Par ailleurs, la portée politique l’ANIM s’inscrit dans ses initiatives de lobbying pour la loi C-11 qui contraint les services de streaming à favoriser le contenu canadien. « C’est une bataille constante d’être un artiste francophone hors Québec, une bataille culturelle, identitaire et politique », affirme Pénélope Gaultier qui siège dans le conseil d’administration de l’organisation.

« C’est une guerre technologique qui est en train de se passer »
— Dr Hela Zahar, chercheure à l’UOF

Avec les pressions exercées par l’administration de Trump et les GAFAM, la nécessité d’exercer un droit souverain et de concourir à des politiques visant à protéger la langue et la culture francophone s’impose. En effet, selon la Dr. Zahar, le contrôle vient par le numérique « C’est une guerre technologique qui est en train de se passer », soutient-elle.

La francophonie est-elle en train de perdre pied?

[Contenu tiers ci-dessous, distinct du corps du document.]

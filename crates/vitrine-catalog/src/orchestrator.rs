//! Site orchestrator.
//!
//! The only component permitted to call more than one catalog inside a
//! single logical operation. Implements site bootstrap (site + default
//! theme + default pages) and whole-site cascade deletion.
//!
//! The store offers no transaction primitive, so both operations are
//! plain sequential writes. Bootstrap compensates on partial failure:
//! everything created before the failing step is removed again and the
//! original error is surfaced. Cascade deletion removes dependents
//! before the parent so a dangling site is never observable mid-way.

use std::sync::Arc;

use uuid::Uuid;

use crate::error::CatalogError;
use crate::pages::{NewPage, PageCatalog};
use crate::sites::{NewSite, SitePatch, SiteRegistry, SiteView};
use crate::themes::{NewTheme, ThemeCatalog};

/// Name given to the bootstrap theme.
const DEFAULT_THEME_NAME: &str = "Default";

/// Pages created for every new site: (name, path, kind, is_default).
/// All four start published; only Home is the default page.
const DEFAULT_PAGES: [(&str, &str, &str, bool); 4] = [
    ("Home", "/", "home", true),
    ("Products", "/products", "products", false),
    ("About", "/about", "content", false),
    ("Contact", "/contact", "contact", false),
];

/// Outcome of a cascade deletion.
#[derive(Debug, Clone, Copy, PartialEq, Eq, serde::Serialize)]
#[serde(rename_all = "camelCase")]
pub struct CascadeReport {
    /// Number of pages removed.
    pub pages_removed: usize,
    /// Number of themes removed.
    pub themes_removed: usize,
}

/// Composes the registry and catalogs for cross-entity operations.
pub struct SiteOrchestrator {
    registry: Arc<SiteRegistry>,
    themes: Arc<ThemeCatalog>,
    pages: Arc<PageCatalog>,
}

impl SiteOrchestrator {
    /// Create an orchestrator over the given registry and catalogs.
    #[must_use]
    pub fn new(
        registry: Arc<SiteRegistry>,
        themes: Arc<ThemeCatalog>,
        pages: Arc<PageCatalog>,
    ) -> Self {
        Self {
            registry,
            themes,
            pages,
        }
    }

    /// Create a site together with its default theme and pages.
    ///
    /// Sequence: create the site (fails fast on validation and duplicate
    /// domain), create the default theme (`is_default` set directly —
    /// safe, no sibling themes exist yet), point the site at the theme,
    /// bulk-create the four default pages, then re-read the site with
    /// everything attached.
    ///
    /// If any step after the site write fails, the orchestrator deletes
    /// whatever it created, including the site, and returns the original
    /// error; cleanup failures are logged and swallowed so they never
    /// mask the root cause.
    ///
    /// # Errors
    ///
    /// Returns whatever the failing step returned: `Validation`,
    /// `DuplicateDomain` or `Store`.
    pub fn create_site_with_defaults(&self, new: NewSite) -> Result<SiteView, CatalogError> {
        let site = self.registry.create(new)?;

        if let Err(err) = self.bootstrap(site.id) {
            tracing::error!(site = %site.id, error = %err, "Site bootstrap failed, compensating");
            self.compensate(site.id);
            return Err(err);
        }

        let view = self.registry.get_by_id(site.id)?;
        tracing::info!(site = %site.id, pages = view.pages.len(), "Site bootstrapped");
        Ok(view)
    }

    /// Delete a site together with all of its pages and themes.
    ///
    /// Dependents go first: pages, then themes (bypassing default-theme
    /// delete protection — the whole site is going away), then the site
    /// itself.
    ///
    /// # Errors
    ///
    /// Returns `NotFound` if the site does not exist.
    pub fn delete_site_cascade(&self, id: Uuid) -> Result<CascadeReport, CatalogError> {
        // Resolve first so a missing site fails before anything is touched.
        let site = self.registry.get(id)?;

        let pages_removed = self.pages.delete_by_site(site.id)?;
        let themes_removed = self.themes.delete_by_site(site.id)?;
        self.registry.remove(site.id)?;

        tracing::info!(
            site = %id,
            pages_removed,
            themes_removed,
            "Site deleted with cascade"
        );
        Ok(CascadeReport {
            pages_removed,
            themes_removed,
        })
    }

    fn bootstrap(&self, site: Uuid) -> Result<(), CatalogError> {
        let theme = self
            .themes
            .create(NewTheme::new(site, DEFAULT_THEME_NAME).as_default())?;

        let patch = SitePatch {
            theme: Some(theme.id),
            ..SitePatch::default()
        };
        self.registry.update(site, patch)?;

        for (name, path, kind, is_default) in DEFAULT_PAGES {
            let mut new = NewPage::new(site, name, path, kind).published();
            if is_default {
                new = new.as_default();
            }
            self.pages.create(new)?;
        }

        Ok(())
    }

    /// Best-effort removal of everything bootstrap created.
    fn compensate(&self, site: Uuid) {
        if let Err(err) = self.pages.delete_by_site(site) {
            tracing::error!(site = %site, error = %err, "Compensation failed removing pages");
        }
        if let Err(err) = self.themes.delete_by_site(site) {
            tracing::error!(site = %site, error = %err, "Compensation failed removing themes");
        }
        if let Err(err) = self.registry.remove(site) {
            tracing::error!(site = %site, error = %err, "Compensation failed removing site");
        }
    }
}

#[cfg(test)]
mod tests {
    use pretty_assertions::assert_eq;

    use vitrine_model::SiteStatus;
    use vitrine_store::{MemoryStore, PageStore, SiteStore, ThemeStore};

    use super::*;

    struct Fixture {
        orchestrator: SiteOrchestrator,
        registry: Arc<SiteRegistry>,
        themes: Arc<ThemeCatalog>,
        pages: Arc<PageCatalog>,
    }

    fn fixture() -> Fixture {
        let backend = Arc::new(MemoryStore::new());
        let registry = Arc::new(SiteRegistry::new(
            Arc::clone(&backend) as Arc<dyn SiteStore>,
            Arc::clone(&backend) as Arc<dyn ThemeStore>,
            Arc::clone(&backend) as Arc<dyn PageStore>,
        ));
        let themes = Arc::new(ThemeCatalog::new(
            Arc::clone(&backend) as Arc<dyn ThemeStore>,
        ));
        let pages = Arc::new(PageCatalog::new(Arc::clone(&backend) as Arc<dyn PageStore>));
        let orchestrator = SiteOrchestrator::new(
            Arc::clone(&registry),
            Arc::clone(&themes),
            Arc::clone(&pages),
        );
        Fixture {
            orchestrator,
            registry,
            themes,
            pages,
        }
    }

    fn acme() -> NewSite {
        NewSite::new(Uuid::new_v4(), "Acme", "acme.test")
    }

    #[test]
    fn test_create_site_with_defaults() {
        let f = fixture();

        let view = f.orchestrator.create_site_with_defaults(acme()).unwrap();

        assert_eq!(view.site.status, SiteStatus::Draft);

        let theme = view.theme_detail.expect("bootstrap theme attached");
        assert!(theme.is_default);
        assert_eq!(theme.site, view.site.id);
        assert_eq!(theme.primary_color, "#3b82f6");

        assert_eq!(view.pages.len(), 4);
        let mut paths: Vec<&str> = view.pages.iter().map(|p| p.path.as_str()).collect();
        paths.sort_unstable();
        assert_eq!(paths, ["/", "/about", "/contact", "/products"]);

        let home = view.pages.iter().find(|p| p.path == "/").unwrap();
        assert!(home.is_default);
        assert!(home.is_published);
        assert!(view
            .pages
            .iter()
            .filter(|p| p.path != "/")
            .all(|p| p.is_published && !p.is_default));
    }

    #[test]
    fn test_create_second_site_same_domain_fails() {
        let f = fixture();
        let first = f.orchestrator.create_site_with_defaults(acme()).unwrap();

        let err = f.orchestrator.create_site_with_defaults(acme()).unwrap_err();

        assert!(matches!(err, CatalogError::DuplicateDomain(_)));
        // First site is unaffected.
        let view = f.registry.get_by_id(first.site.id).unwrap();
        assert_eq!(view.pages.len(), 4);
    }

    #[test]
    fn test_bootstrap_failure_compensates() {
        let f = fixture();
        let owner = Uuid::new_v4();

        // Plant a page that collides with the bootstrap Home page. The
        // site and theme writes succeed, page creation then fails.
        let site = f
            .registry
            .create(NewSite::new(owner, "Doomed", "doomed.test"))
            .unwrap();
        f.pages
            .create(NewPage::new(site.id, "Squatter", "/", "home"))
            .unwrap();

        // Bootstrap the same site id is impossible through the public
        // API, so exercise the inner sequence directly.
        let err = f.orchestrator.bootstrap(site.id).unwrap_err();
        assert!(matches!(err, CatalogError::DuplicatePath { .. }));

        f.orchestrator.compensate(site.id);

        assert!(matches!(
            f.registry.get(site.id),
            Err(CatalogError::NotFound { .. })
        ));
        assert!(f.themes.list_by_site(site.id).unwrap().is_empty());
        assert_eq!(f.pages.list_by_site(site.id).unwrap().total, 0);
    }

    #[test]
    fn test_delete_site_cascade() {
        let f = fixture();
        let view = f.orchestrator.create_site_with_defaults(acme()).unwrap();
        let site = view.site.id;
        // An extra non-default theme joins the cascade too.
        f.themes.create(NewTheme::new(site, "Season")).unwrap();

        let report = f.orchestrator.delete_site_cascade(site).unwrap();

        assert_eq!(
            report,
            CascadeReport {
                pages_removed: 4,
                themes_removed: 2,
            }
        );
        assert!(matches!(
            f.registry.get_by_id(site),
            Err(CatalogError::NotFound { .. })
        ));
        assert!(f.themes.list_by_site(site).unwrap().is_empty());
        assert_eq!(f.pages.list_by_site(site).unwrap().total, 0);
    }

    #[test]
    fn test_delete_site_cascade_bypasses_default_theme_protection() {
        let f = fixture();
        let view = f.orchestrator.create_site_with_defaults(acme()).unwrap();
        let theme = view.theme_detail.unwrap();

        // Direct deletion of the default theme is refused...
        assert!(matches!(
            f.themes.delete(theme.id),
            Err(CatalogError::DefaultThemeProtected)
        ));

        // ...but the cascade removes it along with the site.
        f.orchestrator.delete_site_cascade(view.site.id).unwrap();
        assert!(matches!(
            f.themes.get(theme.id),
            Err(CatalogError::NotFound { .. })
        ));
    }

    #[test]
    fn test_delete_missing_site() {
        let f = fixture();

        let err = f.orchestrator.delete_site_cascade(Uuid::new_v4()).unwrap_err();

        assert!(matches!(err, CatalogError::NotFound { .. }));
    }

    #[test]
    fn test_cascade_leaves_other_sites_alone() {
        let f = fixture();
        let doomed = f.orchestrator.create_site_with_defaults(acme()).unwrap();
        let survivor = f
            .orchestrator
            .create_site_with_defaults(NewSite::new(Uuid::new_v4(), "Other", "other.test"))
            .unwrap();

        f.orchestrator.delete_site_cascade(doomed.site.id).unwrap();

        let view = f.registry.get_by_id(survivor.site.id).unwrap();
        assert_eq!(view.pages.len(), 4);
        assert!(view.theme_detail.is_some());
    }
}
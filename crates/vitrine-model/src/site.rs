//! Site entity: a tenant's storefront.
//!
//! A site carries identity, an optional unique domain, navigation
//! structure and display settings. Page membership is derived from each
//! page's `site` back-reference at query time; the site document itself
//! does not keep a page list, so the two can never drift apart.

use chrono::{DateTime, Utc};
use serde::{Deserialize, Serialize};
use uuid::Uuid;

/// Site lifecycle status.
#[derive(Debug, Clone, Copy, PartialEq, Eq, Default, Serialize, Deserialize)]
#[serde(rename_all = "lowercase")]
pub enum SiteStatus {
    /// Not publicly visible yet.
    #[default]
    Draft,
    /// Live.
    Published,
    /// Taken offline but retained.
    Archived,
}

impl SiteStatus {
    /// Parse a status from its lowercase wire name.
    #[must_use]
    pub fn parse(value: &str) -> Option<Self> {
        match value {
            "draft" => Some(Self::Draft),
            "published" => Some(Self::Published),
            "archived" => Some(Self::Archived),
            _ => None,
        }
    }
}

/// Nested header menu entry (one level below a top item).
#[derive(Debug, Clone, PartialEq, Eq, Serialize, Deserialize)]
#[serde(rename_all = "camelCase")]
pub struct MenuLink {
    /// Display label.
    pub label: String,
    /// Link target.
    pub url: String,
    /// Opens in a new tab when true.
    #[serde(default)]
    pub external: bool,
}

/// Top-level header menu item with at most one level of children.
#[derive(Debug, Clone, PartialEq, Eq, Serialize, Deserialize)]
#[serde(rename_all = "camelCase")]
pub struct MenuItem {
    /// Display label.
    pub label: String,
    /// Link target.
    pub url: String,
    /// Opens in a new tab when true.
    #[serde(default)]
    pub external: bool,
    /// Nested entries shown in a dropdown.
    #[serde(default, skip_serializing_if = "Vec::is_empty")]
    pub children: Vec<MenuLink>,
}

impl MenuItem {
    /// Create an internal menu item without children.
    #[must_use]
    pub fn internal(label: impl Into<String>, url: impl Into<String>) -> Self {
        Self {
            label: label.into(),
            url: url.into(),
            external: false,
            children: Vec::new(),
        }
    }
}

/// Footer link.
#[derive(Debug, Clone, PartialEq, Eq, Serialize, Deserialize)]
#[serde(rename_all = "camelCase")]
pub struct FooterLink {
    /// Display text.
    pub text: String,
    /// Link target.
    pub url: String,
    /// Opens in a new tab when true.
    #[serde(default)]
    pub external: bool,
}

/// Footer column: a heading with a list of links.
#[derive(Debug, Clone, PartialEq, Eq, Serialize, Deserialize)]
#[serde(rename_all = "camelCase")]
pub struct FooterSection {
    /// Column heading.
    pub heading: String,
    /// Links under the heading.
    pub links: Vec<FooterLink>,
}

/// Header menu and footer structure.
#[derive(Debug, Clone, PartialEq, Eq, Default, Serialize, Deserialize)]
#[serde(rename_all = "camelCase")]
pub struct Navigation {
    /// Header menu items.
    #[serde(default)]
    pub menu: Vec<MenuItem>,
    /// Footer sections.
    #[serde(default)]
    pub footer: Vec<FooterSection>,
}

impl Navigation {
    /// Starter navigation skeleton given to every new site.
    #[must_use]
    pub fn starter() -> Self {
        Self {
            menu: vec![
                MenuItem::internal("Home", "/"),
                MenuItem::internal("Products", "/products"),
                MenuItem::internal("About", "/about"),
                MenuItem::internal("Contact", "/contact"),
            ],
            footer: vec![FooterSection {
                heading: "Company".to_owned(),
                links: vec![
                    FooterLink {
                        text: "About Us".to_owned(),
                        url: "/about".to_owned(),
                        external: false,
                    },
                    FooterLink {
                        text: "Contact".to_owned(),
                        url: "/contact".to_owned(),
                        external: false,
                    },
                ],
            }],
        }
    }
}

/// Social profile links.
#[derive(Debug, Clone, PartialEq, Eq, Default, Serialize, Deserialize)]
#[serde(rename_all = "camelCase")]
pub struct SocialLinks {
    pub facebook: Option<String>,
    pub instagram: Option<String>,
    pub twitter: Option<String>,
    pub youtube: Option<String>,
}

/// Newsletter signup block configuration.
#[derive(Debug, Clone, PartialEq, Eq, Default, Serialize, Deserialize)]
#[serde(rename_all = "camelCase")]
pub struct NewsletterSettings {
    /// Show the signup block.
    #[serde(default)]
    pub enabled: bool,
    /// Heading shown above the signup form.
    pub heading: Option<String>,
}

/// Where the currency symbol is placed relative to the amount.
#[derive(Debug, Clone, Copy, PartialEq, Eq, Default, Serialize, Deserialize)]
#[serde(rename_all = "lowercase")]
pub enum CurrencyPosition {
    /// `$9.99`
    #[default]
    Prefix,
    /// `9.99 kr`
    Suffix,
}

/// Display currency.
#[derive(Debug, Clone, PartialEq, Eq, Serialize, Deserialize)]
#[serde(rename_all = "camelCase")]
pub struct Currency {
    /// ISO 4217 code (e.g. "USD").
    pub code: String,
    /// Display symbol (e.g. "$").
    pub symbol: String,
    /// Symbol placement.
    #[serde(default)]
    pub position: CurrencyPosition,
}

impl Default for Currency {
    fn default() -> Self {
        Self {
            code: "USD".to_owned(),
            symbol: "$".to_owned(),
            position: CurrencyPosition::Prefix,
        }
    }
}

/// Site-wide display settings.
#[derive(Debug, Clone, PartialEq, Eq, Serialize, Deserialize)]
#[serde(rename_all = "camelCase", default)]
pub struct SiteSettings {
    /// Logo image URL.
    pub logo_url: Option<String>,
    /// Favicon URL.
    pub favicon_url: Option<String>,
    /// Show the search box in the header.
    pub enable_search: bool,
    /// Show the cart icon in the header.
    pub show_cart_icon: bool,
    /// Social profile links.
    pub social: SocialLinks,
    /// Newsletter signup block.
    pub newsletter: NewsletterSettings,
    /// Google Analytics measurement id.
    pub google_analytics_id: Option<String>,
    /// Facebook pixel id.
    pub facebook_pixel_id: Option<String>,
    /// Display currency.
    pub currency: Currency,
}

impl Default for SiteSettings {
    fn default() -> Self {
        Self {
            logo_url: None,
            favicon_url: None,
            enable_search: true,
            show_cart_icon: true,
            social: SocialLinks::default(),
            newsletter: NewsletterSettings::default(),
            google_analytics_id: None,
            facebook_pixel_id: None,
            currency: Currency::default(),
        }
    }
}

/// A tenant's storefront.
#[derive(Debug, Clone, PartialEq, Serialize, Deserialize)]
#[serde(rename_all = "camelCase")]
pub struct Site {
    /// Unique id.
    pub id: Uuid,
    /// Display name, never empty.
    pub name: String,
    /// Custom domain, unique across all sites when present.
    pub domain: Option<String>,
    /// Owning user.
    pub owner: Uuid,
    /// Current theme. When set, the referenced theme's `site` must equal
    /// this site's id.
    pub theme: Option<Uuid>,
    /// Short description shown in dashboards.
    pub description: Option<String>,
    /// Header menu and footer.
    pub navigation: Navigation,
    /// Display settings.
    pub settings: SiteSettings,
    /// Lifecycle status.
    pub status: SiteStatus,
    /// Creation time, immutable.
    pub created_at: DateTime<Utc>,
    /// Refreshed on every mutation.
    pub updated_at: DateTime<Utc>,
}

impl Site {
    /// Create a draft site with the starter navigation and default
    /// settings.
    #[must_use]
    pub fn new(owner: Uuid, name: impl Into<String>) -> Self {
        let now = Utc::now();
        Self {
            id: Uuid::new_v4(),
            name: name.into(),
            domain: None,
            owner,
            theme: None,
            description: None,
            navigation: Navigation::starter(),
            settings: SiteSettings::default(),
            status: SiteStatus::Draft,
            created_at: now,
            updated_at: now,
        }
    }

    /// Refresh `updated_at`.
    pub fn touch(&mut self) {
        self.updated_at = Utc::now();
    }
}
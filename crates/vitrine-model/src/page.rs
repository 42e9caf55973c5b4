//! Page entity: a path-addressed document inside one site.

use chrono::{DateTime, Utc};
use serde::{Deserialize, Serialize};
use uuid::Uuid;

use crate::component::Component;

/// Search-engine metadata.
#[derive(Debug, Clone, PartialEq, Eq, Default, Serialize, Deserialize)]
#[serde(rename_all = "camelCase", default)]
pub struct Seo {
    /// `<title>` override.
    pub meta_title: Option<String>,
    /// Meta description.
    pub meta_description: Option<String>,
    /// Meta keywords.
    pub meta_keywords: Option<String>,
    /// Open Graph image URL.
    pub og_image: Option<String>,
}

/// A page belonging to one site.
///
/// `path` is unique within the owning site, not globally. The page marked
/// `is_default` is the site's home/fallback page and cannot be deleted
/// while it holds that flag. `published_at` records the first publish and
/// is never cleared afterwards, so publish history survives unpublishing.
#[derive(Debug, Clone, PartialEq, Serialize, Deserialize)]
#[serde(rename_all = "camelCase")]
pub struct Page {
    /// Unique id.
    pub id: Uuid,
    /// Owning site, set at creation and immutable.
    pub site: Uuid,
    /// Display name.
    pub name: String,
    /// URL path (e.g. "/", "/products"). Unique per site.
    pub path: String,
    /// Page kind understood by the frontend (e.g. "home", "content").
    #[serde(rename = "type")]
    pub page_type: String,
    /// Browser title.
    pub title: Option<String>,
    /// Short description.
    pub description: Option<String>,
    /// Search-engine metadata.
    #[serde(default)]
    pub seo: Seo,
    /// Embedded component trees, in display order.
    #[serde(default)]
    pub components: Vec<Component>,
    /// Marks the site's home/fallback page.
    pub is_default: bool,
    /// Currently visible to visitors.
    pub is_published: bool,
    /// Set on the first publish, never cleared.
    pub published_at: Option<DateTime<Utc>>,
    /// Creation time, immutable.
    pub created_at: DateTime<Utc>,
    /// Refreshed on every mutation.
    pub updated_at: DateTime<Utc>,
}

impl Page {
    /// Create an unpublished, non-default page with no components.
    #[must_use]
    pub fn new(
        site: Uuid,
        name: impl Into<String>,
        path: impl Into<String>,
        page_type: impl Into<String>,
    ) -> Self {
        let now = Utc::now();
        Self {
            id: Uuid::new_v4(),
            site,
            name: name.into(),
            path: path.into(),
            page_type: page_type.into(),
            title: None,
            description: None,
            seo: Seo::default(),
            components: Vec::new(),
            is_default: false,
            is_published: false,
            published_at: None,
            created_at: now,
            updated_at: now,
        }
    }

    /// Refresh `updated_at`.
    pub fn touch(&mut self) {
        self.updated_at = Utc::now();
    }
}

#[cfg(test)]
mod tests {
    use pretty_assertions::assert_eq;

    use super::*;

    #[test]
    fn test_new_page_defaults() {
        let site = Uuid::new_v4();
        let page = Page::new(site, "Home", "/", "home");

        assert_eq!(page.site, site);
        assert_eq!(page.path, "/");
        assert_eq!(page.page_type, "home");
        assert!(!page.is_default);
        assert!(!page.is_published);
        assert!(page.published_at.is_none());
        assert!(page.components.is_empty());
    }

    #[test]
    fn test_page_type_serializes_as_type() {
        let page = Page::new(Uuid::new_v4(), "Home", "/", "home");
        let json = serde_json::to_value(&page).unwrap();

        assert_eq!(json["type"], "home");
        assert_eq!(json["isDefault"], false);
        assert!(json.get("publishedAt").is_some());
    }

    #[test]
    fn test_deserialize_document_with_components() {
        let json = serde_json::json!({
            "id": Uuid::new_v4(),
            "site": Uuid::new_v4(),
            "name": "Home",
            "path": "/",
            "type": "home",
            "title": null,
            "description": null,
            "components": [
                { "type": "hero", "children": [{ "type": "button" }] }
            ],
            "isDefault": true,
            "isPublished": true,
            "publishedAt": "2026-01-01T00:00:00Z",
            "createdAt": "2026-01-01T00:00:00Z",
            "updatedAt": "2026-01-01T00:00:00Z"
        });

        let page: Page = serde_json::from_value(json).unwrap();

        assert!(page.is_default);
        assert_eq!(page.components.len(), 1);
        assert_eq!(page.components[0].children[0].kind, "button");
    }
}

Couvrant 38,7 % des contenus sur Internet, l’anglais jouit d’une présence si forte qu’il demeure difficile de dire comment le français pourrait tirer son épingle du jeu à court terme. Toutefois, M. Zaouali pense que la francophonie ne disparaitra pas.

Il affirme que l’Afrique qui représente près des deux tiers de la francophonie mondiale peut inverser la tendance. « D’ici 2050, un humain sur quatre sera africain. »

Dans cet ordre d’idées, l’impératif de sensibiliser la jeunesse à consommer, créer, innover et entreprendre sur la scène francophone est la clé pour assurer l’existence du français dans l’espace numérique.

Accolade entre Emmanuel Macron et Justin Trudeau
Accolade entre le président français Emmanuel Macron et Justin Trudeau, dont les pays représentent les deux principaux bailleurs de fonds de l’OIF. Photo : Pool / Collectif / Getty Images News via Getty Images

La stratégie de la Francophonie numérique 2022-2026 de l’Organisation internationale de la Francophonie (OIF) met la pression sur les gouvernements pour investir pour favoriser un progrès culturel francophone. L’alliance entre le Canada et la France évolue au même titre que la révolution technologique place l’IA au cœur de cette amitié politique pour assurer son service à la langue française.

Ces derniers mois, une visite du président français à Ottawa et de l’ancien premier ministre Trudeau au Sommet sur l’IA à Paris a contribué à aligner l’agenda des deux chefs d’État sur la francophonie.

L’antagonisme entre souveraineté culturelle et numérique devient une source de frictions dans la mesure où la souveraineté démocratique des États pourrait entrer jeu. « Aujourd’hui, la souveraineté digitale est la plus importante souveraineté », lance Hosni Zaouali. En tant que pays bilingue, la quête du Canada vers une souveraineté numérique francophone est d’autant plus pertinente dans un pays où des minorités linguistiques doivent cohabiter et défendre de leur statut. « Pour construire nos propres outils, positionne-nous dès maintenant », conclut l’entrepreneur torontois.